Con frecuencia me ha sucedido que enfoco mi atención en puntos específicos de la ruta y por ende paso por alto pedazos que en el momento justo terminan siendo muy complicados. De nuevo me sucedió eso durante la ruta hacia Bucaramanga. Concentrado en las dificultades de la altura de Boyacá y pensando en lo que sería el cruce final de la cordillera antes de Cúcuta, por alguna razón había pensado que llegar a la capital de Santander sería relativamente más fácil y con mucha bajada. Esto último fue verdad, pero en términos generales, avanzar hacia el norte ha sido agotador. La dificultad principal ha sido algo que promete agravarse conforme me acerco al Caribe y la cordillera es cada vez más baja: el calor. Cada vez que me doy cuenta de que estoy malgenio y peresozo, coincide con que el calor es insoportable. Y la cantidad de líquidos que necesito cada día es inagotable.
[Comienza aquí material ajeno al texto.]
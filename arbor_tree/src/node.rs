// Copyright 2025 the Arbor Authors
// SPDX-License-Identifier: Apache-2.0 OR MIT

use core::fmt;

use kurbo::{Point, Rect, Size};
use serde::{Deserialize, Serialize};

use crate::style::NodeStyle;

/// Distance from a node's right side to its collapse indicator's center.
pub const INDICATOR_OFFSET: f64 = 8.0;

/// Center of the collapse indicator of a node with the given box.
///
/// Drawing and hit testing both place the indicator here.
pub fn indicator_center(bounds: Rect) -> Point {
    Point::new(bounds.x1 + INDICATOR_OFFSET, bounds.center().y)
}

/// Stable identifier of a node.
#[derive(Clone, Debug, PartialEq, Eq, Hash, PartialOrd, Ord, Serialize, Deserialize)]
#[serde(transparent)]
pub struct NodeId(String);

impl NodeId {
    /// Create an id from any string.
    pub fn new(id: impl Into<String>) -> Self {
        Self(id.into())
    }

    /// The id as a string slice.
    pub fn as_str(&self) -> &str {
        &self.0
    }
}

impl fmt::Display for NodeId {
    fn fmt(&self, f: &mut fmt::Formatter<'_>) -> fmt::Result {
        f.write_str(&self.0)
    }
}

impl From<&str> for NodeId {
    fn from(id: &str) -> Self {
        Self(id.to_owned())
    }
}

impl From<String> for NodeId {
    fn from(id: String) -> Self {
        Self(id)
    }
}

impl PartialEq<str> for NodeId {
    fn eq(&self, other: &str) -> bool {
        self.0 == other
    }
}

impl PartialEq<&str> for NodeId {
    fn eq(&self, other: &&str) -> bool {
        self.0 == *other
    }
}

fn full_opacity() -> f64 {
    1.0
}

fn is_full_opacity(v: &f64) -> bool {
    *v == 1.0
}

fn is_false(v: &bool) -> bool {
    !*v
}

/// A labeled node owning its ordered children.
///
/// Geometry is expressed in world units: `x`/`y` is the node's center and
/// `width`/`height` its full extent. All four stay `None` until a layout
/// pass assigns them.
#[derive(Clone, Debug, PartialEq, Serialize, Deserialize)]
#[serde(rename_all = "camelCase")]
pub struct Node {
    /// Unique id within the tree.
    pub id: NodeId,
    /// Text drawn inside the node.
    pub label: String,
    /// Ordered children.
    #[serde(default, skip_serializing_if = "Vec::is_empty")]
    pub children: Vec<Self>,
    /// Style overrides for this node only.
    #[serde(default, skip_serializing_if = "Option::is_none")]
    pub style: Option<NodeStyle>,
    /// Center x.
    #[serde(default, skip_serializing_if = "Option::is_none")]
    pub x: Option<f64>,
    /// Center y.
    #[serde(default, skip_serializing_if = "Option::is_none")]
    pub y: Option<f64>,
    /// Width.
    #[serde(default, skip_serializing_if = "Option::is_none")]
    pub width: Option<f64>,
    /// Height.
    #[serde(default, skip_serializing_if = "Option::is_none")]
    pub height: Option<f64>,
    /// Whether the children are hidden.
    #[serde(default, skip_serializing_if = "is_false")]
    pub collapsed: bool,
    /// Whether the node is part of the selection.
    #[serde(default, skip_serializing_if = "is_false")]
    pub selected: bool,
    /// Whether the pointer is over the node.
    #[serde(default, skip_serializing_if = "is_false")]
    pub hovered: bool,
    /// Compositing opacity in `0.0..=1.0`.
    #[serde(default = "full_opacity", skip_serializing_if = "is_full_opacity")]
    pub opacity: f64,
    /// Application metadata, carried but never interpreted.
    #[serde(default, skip_serializing_if = "serde_json::Value::is_null")]
    pub data: serde_json::Value,
}

impl Node {
    /// Create a childless node.
    pub fn new(id: impl Into<NodeId>, label: impl Into<String>) -> Self {
        Self {
            id: id.into(),
            label: label.into(),
            children: Vec::new(),
            style: None,
            x: None,
            y: None,
            width: None,
            height: None,
            collapsed: false,
            selected: false,
            hovered: false,
            opacity: 1.0,
            data: serde_json::Value::Null,
        }
    }

    /// Append a child and return `self`.
    #[must_use]
    pub fn with_child(mut self, child: Self) -> Self {
        self.children.push(child);
        self
    }

    /// Append several children and return `self`.
    #[must_use]
    pub fn with_children(mut self, children: impl IntoIterator<Item = Self>) -> Self {
        self.children.extend(children);
        self
    }

    /// Set the style override and return `self`.
    #[must_use]
    pub fn with_style(mut self, style: NodeStyle) -> Self {
        self.style = Some(style);
        self
    }

    /// Center point, once laid out.
    pub fn position(&self) -> Option<Point> {
        Some(Point::new(self.x?, self.y?))
    }

    /// Extent, once laid out.
    pub fn size(&self) -> Option<Size> {
        Some(Size::new(self.width?, self.height?))
    }

    /// Axis-aligned box centered on the node, once laid out.
    pub fn bounds(&self) -> Option<Rect> {
        Some(Rect::from_center_size(self.position()?, self.size()?))
    }

    /// Set the center point.
    pub fn set_position(&mut self, p: Point) {
        self.x = Some(p.x);
        self.y = Some(p.y);
    }

    /// Set the extent.
    pub fn set_size(&mut self, size: Size) {
        self.width = Some(size.width);
        self.height = Some(size.height);
    }

    /// Whether the node has any children, visible or not.
    pub fn has_children(&self) -> bool {
        !self.children.is_empty()
    }

    /// Children that are drawn and hit tested: none when collapsed.
    pub fn visible_children(&self) -> &[Self] {
        if self.collapsed { &[] } else { &self.children }
    }

    /// Mutable access to the visible children.
    pub fn visible_children_mut(&mut self) -> &mut [Self] {
        if self.collapsed {
            &mut []
        } else {
            &mut self.children
        }
    }
}
// Copyright 2025 the Arbor Authors
// SPDX-License-Identifier: Apache-2.0 OR MIT

//! Arbor Events: input handling for laid-out diagram trees.
//!
//! [`EventManager`] receives raw pointer, wheel and keyboard input in screen
//! coordinates, hit-tests it against the tree through the current
//! [`arbor_view::ViewTransform`], and reports what happened as [`Event`]s.
//!
//! Pointer input follows a small state machine:
//!
//! - A primary press on a collapse indicator reports a collapse or expand and
//!   starts nothing else. Indicators are tested before node bodies.
//! - A primary press on a node starts dragging it; moves shift the node by
//!   the pointer delta divided by the view scale.
//! - A secondary press anywhere pans the view. Travel past the pan threshold
//!   suppresses the context menu that follows the release.
//! - A primary release close to its press is a click, which updates the
//!   selection and reports a node or canvas click.
//!
//! The wheel zooms about the pointer and keyboard chords are reported as
//! [`Intent`]s for the owner of the tree to carry out.
//!
//! ```rust
//! use arbor_events::{EventKind, EventManager, Modifiers, PointerButton};
//! use arbor_tree::Node;
//! use arbor_view::ViewTransform;
//! use kurbo::{Point, Size};
//!
//! let mut root = Node::new("r", "Root");
//! root.set_position(Point::ORIGIN);
//! root.set_size(Size::new(100.0, 40.0));
//! let mut view = ViewTransform::new(Size::new(800.0, 600.0));
//!
//! let mut events = EventManager::new();
//! let at = view.world_to_screen(Point::ORIGIN);
//! events.pointer_down(&root, &view, at, PointerButton::Primary, Modifiers::empty());
//! let out = events.pointer_up(&mut root, &view, at, PointerButton::Primary);
//! assert!(out.iter().any(|e| e.kind == EventKind::NodeClick));
//! assert!(root.selected);
//! ```

mod config;
mod drag;
mod event;
mod hit;
mod input;
mod manager;
mod selection;

pub use config::{InteractionConfig, PAN_THRESHOLD};
pub use drag::DragTracker;
pub use event::{Event, EventKind, Intent, ListenerId, Listeners, Payload};
pub use hit::{INDICATOR_HIT_RADIUS, indicator_at, node_at};
pub use input::{Modifiers, PointerButton, chord_intent};
pub use manager::{EventManager, Gesture, WHEEL_ZOOM_IN, WHEEL_ZOOM_OUT};
pub use selection::Selection;
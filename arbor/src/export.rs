// Copyright 2025 the Arbor Authors
// SPDX-License-Identifier: Apache-2.0 OR MIT

use core::fmt;
use core::str::FromStr;

use arbor_render::EXPORT_PIXEL_RATIO;
use arbor_tree::Node;
use peniko::Color;

use crate::error::Error;

/// Output formats of [`MindMap::export`](crate::MindMap::export).
#[derive(Clone, Copy, Debug, PartialEq, Eq, Hash)]
pub enum ExportFormat {
    /// PNG image of the visible tree.
    Png,
    /// The tree as pretty-printed JSON, metadata included.
    Json,
    /// The tree as a nested bullet list.
    Markdown,
}

impl ExportFormat {
    /// Canonical name.
    pub fn as_str(self) -> &'static str {
        match self {
            Self::Png => "png",
            Self::Json => "json",
            Self::Markdown => "markdown",
        }
    }
}

impl fmt::Display for ExportFormat {
    fn fmt(&self, f: &mut fmt::Formatter<'_>) -> fmt::Result {
        f.write_str(self.as_str())
    }
}

impl FromStr for ExportFormat {
    type Err = Error;

    /// Accepts the canonical names plus `image` and `md`, ignoring case.
    fn from_str(s: &str) -> Result<Self, Self::Err> {
        match s.to_ascii_lowercase().as_str() {
            "png" | "image" => Ok(Self::Png),
            "json" => Ok(Self::Json),
            "markdown" | "md" => Ok(Self::Markdown),
            _ => Err(Error::UnsupportedFormat(s.to_owned())),
        }
    }
}

/// What to export and how.
#[derive(Clone, Copy, Debug, PartialEq)]
pub struct ExportRequest {
    /// Output format.
    pub format: ExportFormat,
    /// Device pixels per world unit, for images.
    pub pixel_ratio: f64,
    /// Image background. Defaults to the theme background, then white.
    pub background: Option<Color>,
    /// Encoder quality in `0.0..=1.0`.
    ///
    /// Checked for range, then ignored: PNG is lossless and the text formats
    /// have no quality setting.
    pub quality: f64,
}

impl ExportRequest {
    /// Request `format` at the default pixel ratio.
    pub fn new(format: ExportFormat) -> Self {
        Self {
            format,
            pixel_ratio: EXPORT_PIXEL_RATIO,
            background: None,
            quality: 1.0,
        }
    }

    /// Request a format by name.
    ///
    /// ```
    /// use arbor::{Error, ExportFormat, ExportRequest};
    ///
    /// assert_eq!(ExportRequest::parse("md").unwrap().format, ExportFormat::Markdown);
    /// assert!(matches!(ExportRequest::parse("svg"), Err(Error::UnsupportedFormat(_))));
    /// ```
    pub fn parse(format: &str) -> Result<Self, Error> {
        format.parse().map(Self::new)
    }

    /// Use `pixel_ratio` device pixels per world unit.
    #[must_use]
    pub fn with_pixel_ratio(mut self, pixel_ratio: f64) -> Self {
        self.pixel_ratio = pixel_ratio;
        self
    }

    /// Ask for encoder quality `quality`.
    #[must_use]
    pub fn with_quality(mut self, quality: f64) -> Self {
        self.quality = quality;
        self
    }

    /// Paint the image over `background`.
    #[must_use]
    pub fn with_background(mut self, background: Color) -> Self {
        self.background = Some(background);
        self
    }
}

/// Flatten `root` into a bullet list, two spaces of indent per level.
///
/// Collapsed subtrees are included.
///
/// ```
/// use arbor::to_markdown;
/// use arbor_tree::Node;
///
/// let root = Node::new("r", "Plan").with_child(Node::new("a", "Research"));
/// assert_eq!(to_markdown(&root), "- Plan\n  - Research\n");
/// ```
pub fn to_markdown(root: &Node) -> String {
    let mut out = String::new();
    root.walk(&mut |node, depth| {
        for _ in 0..depth {
            out.push_str("  ");
        }
        out.push_str("- ");
        out.push_str(&node.label);
        out.push('\n');
    });
    out
}

#[cfg(test)]
mod tests {
    use super::*;

    #[test]
    fn format_names_are_case_insensitive() {
        assert_eq!("PNG".parse::<ExportFormat>().unwrap(), ExportFormat::Png);
        assert_eq!("Json".parse::<ExportFormat>().unwrap(), ExportFormat::Json);
    }

    #[test]
    fn unknown_format_keeps_its_name() {
        match "pdf".parse::<ExportFormat>() {
            Err(Error::UnsupportedFormat(name)) => assert_eq!(name, "pdf"),
            other => panic!("unexpected {other:?}"),
        }
    }

    #[test]
    fn requests_default_to_full_quality() {
        let request = ExportRequest::parse("image").unwrap();
        assert_eq!(request.quality, 1.0);
        assert_eq!(request.with_quality(0.4).quality, 0.4);
    }

    #[test]
    fn markdown_follows_pre_order() {
        let mut root = Node::new("r", "R")
            .with_child(Node::new("a", "A").with_child(Node::new("a1", "A1")))
            .with_child(Node::new("b", "B"));
        root.children[0].collapsed = true;
        assert_eq!(to_markdown(&root), "- R\n  - A\n    - A1\n  - B\n");
    }
}
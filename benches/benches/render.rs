// Copyright 2025 the Arbor Authors
// SPDX-License-Identifier: Apache-2.0 OR MIT

use arbor_events::{INDICATOR_HIT_RADIUS, indicator_at, node_at};
use arbor_imaging::RecordingSurface;
use arbor_layout::{LayoutConfig, LayoutEngine, LayoutKind};
use arbor_render::RenderEngine;
use arbor_tree::{Node, Theme};
use arbor_view::ViewTransform;
use criterion::{BenchmarkId, Criterion, Throughput, black_box, criterion_group, criterion_main};
use kurbo::{Point, Size};

fn laid_out(fanout: usize, depth: usize, theme: &Theme) -> Node {
    fn build(id: &mut usize, fanout: usize, depth: usize) -> Node {
        let n = *id;
        *id += 1;
        let mut node = Node::new(format!("n{n}"), format!("Topic number {n} with some words"));
        if depth > 0 {
            node.children = (0..fanout).map(|_| build(id, fanout, depth - 1)).collect();
        }
        node
    }
    let mut root = build(&mut 0, fanout, depth);
    LayoutEngine::new(LayoutConfig::new(LayoutKind::Mindmap)).layout(&mut root, theme);
    root
}

fn bench_render(c: &mut Criterion) {
    let mut group = c.benchmark_group("render/frame");
    let theme = Theme::default();
    let view = ViewTransform::new(Size::new(1280.0, 800.0));

    for (fanout, depth) in [(4usize, 3usize), (4, 5)] {
        let root = laid_out(fanout, depth, &theme);
        let count = root.count();
        group.throughput(Throughput::Elements(count as u64));

        // Warm: wrapped labels come from the cache after the first frame.
        let mut engine = RenderEngine::new();
        let mut surface = RecordingSurface::default();
        group.bench_with_input(BenchmarkId::new("warm", count), &root, |b, root| {
            b.iter(|| {
                surface.reset();
                engine.render(root, &theme, &view, &mut surface);
                black_box(surface.commands().len());
            });
        });

        group.bench_with_input(BenchmarkId::new("cold", count), &root, |b, root| {
            b.iter(|| {
                surface.reset();
                engine.invalidate_cache();
                engine.render(root, &theme, &view, &mut surface);
                black_box(surface.commands().len());
            });
        });
    }

    group.finish();
}

fn bench_hit_test(c: &mut Criterion) {
    let mut group = c.benchmark_group("render/hit_test");
    let theme = Theme::default();
    let root = laid_out(4, 5, &theme);
    let targets: Vec<Point> = root.descendants().iter().filter_map(|n| n.position()).collect();
    group.throughput(Throughput::Elements(targets.len() as u64));

    group.bench_function("node_at", |b| {
        b.iter(|| {
            for &p in &targets {
                black_box(node_at(&root, p));
            }
        });
    });
    group.bench_function("indicator_at", |b| {
        b.iter(|| {
            for &p in &targets {
                black_box(indicator_at(&root, p, INDICATOR_HIT_RADIUS));
            }
        });
    });

    group.finish();
}

criterion_group!(benches, bench_render, bench_hit_test);
criterion_main!(benches);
En Oiba, a donde llegué completamente exhausto tras una etapa de 130 kilómetros, me recibió un pueblo en plenas fiestas. Tuve tiempo para vagabundear entre la multitud y tomar algunas fotos (y cervezas, je), pero a fin de cuentas no tuve ánimos para incluirme en los festejos y a las 9 de la noche ya era un bulto que roncaba. El pueblo se había organizado a lo grande y esperaba la llegada de centenares de visitantes, pero, hasta donde yo pude ver, no había mucha más gente que la local. No por eso los ánimos habían decaído: mucha espuma, mucho baile, mucha música, mucho trago. Incluso pirotecnia y vacas locas. Si todo seguía como prometía, la cosa se iba a poner buena.

Al siguiente día salí con mucho calor desde temprano para internarme por regiones de vegetación cada vez más tropical y frondosa. La humedad del ambiente contribuía a que yo vaya dejando mi ya clásica acequia de sudor por donde pasaba. Se ha vuelto normal que ahora lleve un par de camisetas amarradas a mis alforjas para usarlas como toallas para secarme en cada parada. Eso es útil, pero tampoco totalmente efectivo: a las pocas horas tengo que exprimirlas contínuamente y luego las dejo colgando solo para que se sequen; así ya no me sirven.

De todas formas, ni fiestas, ni calores, ni desniveles, ni paisajes han sido lo más impactante de estos pasados días. De nuevo lo más sorprendente ha sido el contacto con la gente. Debo reconocer que andaba un poco parco en eso. Me estaba acostumbrando a llegar a cada pueblo y en seguida buscar una residencia barata en donde pasar la noche, con lo cual evitaba establecer los contactos que normalmente debo establecer y conseguía rápido refugio para arreglarme y recuperarme. Aunque en algunos casos no me quedaba más que plantar carpa, de alguna manera había optado por dejar de pedir posada y buscar las comodidades de un colchón barato.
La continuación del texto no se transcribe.